▶ Stored data entries:
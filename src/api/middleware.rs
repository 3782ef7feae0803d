//! API Middleware
//!
//! Correlation IDs, access logging and per-request metrics.

use std::time::Instant;

use axum::{
    extract::{MatchedPath, Request, State},
    http::HeaderValue,
    middleware::Next,
    response::Response,
};
use tower_http::request_id::{MakeRequestId, RequestId};
use tracing::info;
use uuid::Uuid;

use super::handlers::AppState;

/// Header carrying the correlation ID in both directions.
pub const REQUEST_ID_HEADER: &str = "x-request-id";

/// Generates 32 lowercase hex characters for requests that arrive without an ID.
#[derive(Debug, Clone, Copy, Default)]
pub struct MakeHexRequestId;

impl MakeRequestId for MakeHexRequestId {
    fn make_request_id<B>(&mut self, _request: &axum::http::Request<B>) -> Option<RequestId> {
        let id = Uuid::new_v4().simple().to_string();
        HeaderValue::from_str(&id).ok().map(RequestId::new)
    }
}

/// Matched route template, falling back to the raw path for unmatched requests.
fn route_of(request: &Request) -> String {
    request
        .extensions()
        .get::<MatchedPath>()
        .map(|path| path.as_str().to_string())
        .unwrap_or_else(|| request.uri().path().to_string())
}

/// Logs one line per request with its correlation ID.
pub async fn access_log(request: Request, next: Next) -> Response {
    let started = Instant::now();
    let method = request.method().clone();
    let route = route_of(&request);
    let rid = request
        .headers()
        .get(REQUEST_ID_HEADER)
        .and_then(|v| v.to_str().ok())
        .unwrap_or("-")
        .to_string();

    let response = next.run(request).await;

    info!(
        "rid={} method={} route={} status={} duration={:?}",
        rid,
        method,
        route,
        response.status().as_u16(),
        started.elapsed()
    );
    response
}

/// Records request count and latency per route, method and status.
pub async fn track_metrics(
    State(state): State<AppState>,
    request: Request,
    next: Next,
) -> Response {
    let started = Instant::now();
    let method = request.method().to_string();
    let route = route_of(&request);

    let response = next.run(request).await;

    state.metrics.record_http(
        &route,
        &method,
        response.status().as_u16(),
        started.elapsed().as_secs_f64(),
    );
    response
}

#[cfg(test)]
mod tests {
    use super::*;

    #[test]
    fn test_generated_request_id_is_32_hex_chars() {
        let request = axum::http::Request::new(());
        let id = MakeHexRequestId.make_request_id(&request).unwrap();
        let id = id.header_value().to_str().unwrap();

        assert_eq!(id.len(), 32);
        assert!(id.chars().all(|c| c.is_ascii_hexdigit()));
    }

    #[test]
    fn test_generated_request_ids_differ() {
        let request = axum::http::Request::new(());
        let a = MakeHexRequestId.make_request_id(&request).unwrap();
        let b = MakeHexRequestId.make_request_id(&request).unwrap();
        assert_ne!(a.header_value(), b.header_value());
    }
}
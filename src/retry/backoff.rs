//! Exponential backoff with subtractive jitter.

use std::time::Duration;

use rand::Rng;

/// First retry waits this long before jitter.
pub const DEFAULT_BASE_DELAY: Duration = Duration::from_millis(100);
/// No retry waits longer than this.
pub const DEFAULT_MAX_DELAY: Duration = Duration::from_secs(1);
/// Jitter is drawn from `[0, DEFAULT_JITTER_MAX)` and subtracted.
pub const DEFAULT_JITTER_MAX: Duration = Duration::from_millis(30);

/// Delay schedule between attempts: `base * 2^(attempt-1)`, capped, minus jitter.
#[derive(Debug, Clone, Copy, PartialEq, Eq)]
pub struct Backoff {
    base: Duration,
    cap: Duration,
    jitter_max: Duration,
}

impl Default for Backoff {
    fn default() -> Self {
        Self::new(DEFAULT_BASE_DELAY, DEFAULT_MAX_DELAY, DEFAULT_JITTER_MAX)
    }
}

impl Backoff {
    pub fn new(base: Duration, cap: Duration, jitter_max: Duration) -> Self {
        Self {
            base,
            cap,
            jitter_max,
        }
    }

    /// A schedule that never waits, for tests and local stubs.
    pub fn none() -> Self {
        Self::new(Duration::ZERO, Duration::ZERO, Duration::ZERO)
    }

    pub fn base(&self) -> Duration {
        self.base
    }

    pub fn cap(&self) -> Duration {
        self.cap
    }

    pub fn jitter_max(&self) -> Duration {
        self.jitter_max
    }

    /// Delay after failed `attempt` (1-based) before jitter is applied.
    ///
    /// Non-decreasing in `attempt` and never above the cap.
    pub fn ceiling(&self, attempt: u32) -> Duration {
        let exponent = attempt.saturating_sub(1);
        2u32.checked_pow(exponent)
            .and_then(|factor| self.base.checked_mul(factor))
            .map_or(self.cap, |delay| delay.min(self.cap))
    }

    /// Delay after failed `attempt` with a fresh random jitter.
    pub fn delay(&self, attempt: u32) -> Duration {
        let jitter = if self.jitter_max.is_zero() {
            Duration::ZERO
        } else {
            rand::thread_rng().gen_range(Duration::ZERO..self.jitter_max)
        };
        self.delay_with_jitter(attempt, jitter)
    }

    /// Delay after failed `attempt` with an explicit jitter, clamped at zero.
    pub fn delay_with_jitter(&self, attempt: u32, jitter: Duration) -> Duration {
        self.ceiling(attempt).saturating_sub(jitter)
    }
}
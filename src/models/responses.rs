//! Response DTOs for the gateway API
//!
//! Defines the structure of outgoing HTTP response bodies.

use serde::Serialize;

/// Response body for the greeting endpoint (GET /hello)
#[derive(Debug, Clone, Serialize)]
pub struct HelloResponse {
    pub message: String,
}

impl HelloResponse {
    /// Creates a greeting for `name`
    pub fn new(name: &str) -> Self {
        Self {
            message: format!("hello {}", name),
        }
    }
}

/// Error envelope shared by every failing endpoint.
///
/// Serializes as `{"error": {"code", "message", "request_id"}}`.
#[derive(Debug, Clone, Serialize)]
pub struct ErrorResponse {
    pub error: ErrorBody,
}

/// Machine-readable error details
#[derive(Debug, Clone, Serialize)]
pub struct ErrorBody {
    /// Stable error code, e.g. "not_found"
    pub code: &'static str,
    /// Human readable description
    pub message: String,
    /// Correlation ID of the failing request
    pub request_id: String,
}

impl ErrorResponse {
    /// Creates a new ErrorResponse
    pub fn new(
        code: &'static str,
        message: impl Into<String>,
        request_id: impl Into<String>,
    ) -> Self {
        Self {
            error: ErrorBody {
                code,
                message: message.into(),
                request_id: request_id.into(),
            },
        }
    }
}
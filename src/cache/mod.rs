//! Cache Module
//!
//! Provides in-memory caching with a single TTL and lazy expiry.

mod entry;
mod store;

#[cfg(test)]
mod property_tests;

// Re-export public types
pub use entry::CacheEntry;
pub use store::CacheStore;
//! Configuration Module
//!
//! Handles loading and managing gateway configuration from environment variables.

use std::env;
use std::str::FromStr;
use std::time::Duration;

use crate::retry::{Backoff, RetryPolicy};

/// Gateway configuration parameters.
///
/// All values can be configured via environment variables with sensible defaults.
/// The backoff shape is fixed and not read from the environment.
#[derive(Debug, Clone)]
pub struct Config {
    /// HTTP server port
    pub server_port: u16,
    /// Base URL of the upstream API, without the `/pokemon` segment
    pub upstream_base_url: String,
    /// Timeout in seconds for a single upstream HTTP call, 0 disables it
    pub http_timeout: u64,
    /// Cache TTL in seconds, 0 disables caching
    pub cache_ttl: u64,
    /// Upstream attempts per lookup, including the first
    pub max_attempts: u32,
    /// Deadline in seconds for a whole lookup including retries, 0 disables it
    pub lookup_timeout: u64,
    /// Background sweep interval in seconds, 0 disables the sweeper
    pub cleanup_interval: u64,
}

impl Config {
    /// Creates a new Config by loading values from environment variables.
    ///
    /// # Environment Variables
    /// - `PORT` - HTTP server port (default: 8080)
    /// - `POKEAPI_BASE_URL` - Upstream base URL (default: https://pokeapi.co/api/v2)
    /// - `HTTP_TIMEOUT_SEC` - Per-call upstream timeout, 0 for none (default: 5)
    /// - `POKEMON_CACHE_TTL_SEC` - Cache TTL (default: 300)
    /// - `UPSTREAM_MAX_ATTEMPTS` - Attempts per lookup (default: 3)
    /// - `LOOKUP_TIMEOUT_SEC` - Whole-lookup deadline, 0 for none (default: 10)
    /// - `CACHE_CLEANUP_INTERVAL_SEC` - Expired entry sweep frequency (default: 60)
    pub fn from_env() -> Self {
        let defaults = Self::default();
        Self {
            server_port: parse_var("PORT").unwrap_or(defaults.server_port),
            upstream_base_url: env::var("POKEAPI_BASE_URL")
                .ok()
                .filter(|v| !v.is_empty())
                .unwrap_or(defaults.upstream_base_url),
            http_timeout: parse_var("HTTP_TIMEOUT_SEC").unwrap_or(defaults.http_timeout),
            cache_ttl: parse_var("POKEMON_CACHE_TTL_SEC").unwrap_or(defaults.cache_ttl),
            max_attempts: parse_var("UPSTREAM_MAX_ATTEMPTS").unwrap_or(defaults.max_attempts),
            lookup_timeout: parse_var("LOOKUP_TIMEOUT_SEC").unwrap_or(defaults.lookup_timeout),
            cleanup_interval: parse_var("CACHE_CLEANUP_INTERVAL_SEC")
                .unwrap_or(defaults.cleanup_interval),
        }
    }

    pub fn cache_ttl(&self) -> Duration {
        Duration::from_secs(self.cache_ttl)
    }

    /// Per-call upstream timeout, `None` when set to 0.
    pub fn http_timeout(&self) -> Option<Duration> {
        non_zero_secs(self.http_timeout)
    }

    /// Whole-lookup deadline, `None` when set to 0.
    pub fn lookup_timeout(&self) -> Option<Duration> {
        non_zero_secs(self.lookup_timeout)
    }

    pub fn retry_policy(&self) -> RetryPolicy {
        RetryPolicy::new(self.max_attempts, Backoff::default())
    }
}

fn parse_var<T: FromStr>(key: &str) -> Option<T> {
    env::var(key).ok().and_then(|v| v.parse().ok())
}

fn non_zero_secs(secs: u64) -> Option<Duration> {
    (secs > 0).then(|| Duration::from_secs(secs))
}

impl Default for Config {
    fn default() -> Self {
        Self {
            server_port: 8080,
            upstream_base_url: "https://pokeapi.co/api/v2".to_string(),
            http_timeout: 5,
            cache_ttl: 300,
            max_attempts: 3,
            lookup_timeout: 10,
            cleanup_interval: 60,
        }
    }
}
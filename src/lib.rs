//! Pokegate - A small resilient HTTP gateway
//!
//! Proxies the PokeAPI lookup endpoint behind a TTL cache, bounded retries
//! with exponential backoff, correlation IDs and Prometheus-style metrics.

pub mod api;
pub mod cache;
pub mod config;
pub mod error;
pub mod metrics;
pub mod models;
pub mod retry;
pub mod tasks;
pub mod upstream;

pub use api::AppState;
pub use config::Config;
pub use tasks::spawn_cleanup_task;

▶ TASK PROMPT: Whenever a line of the data includes "requests", copy that line.

▶ PROBLEM SOLUTION:
/// Generates 32 lowercase hex characters for requests that arrive without an ID.
/// Matched route template, falling back to the raw path for unmatched requests.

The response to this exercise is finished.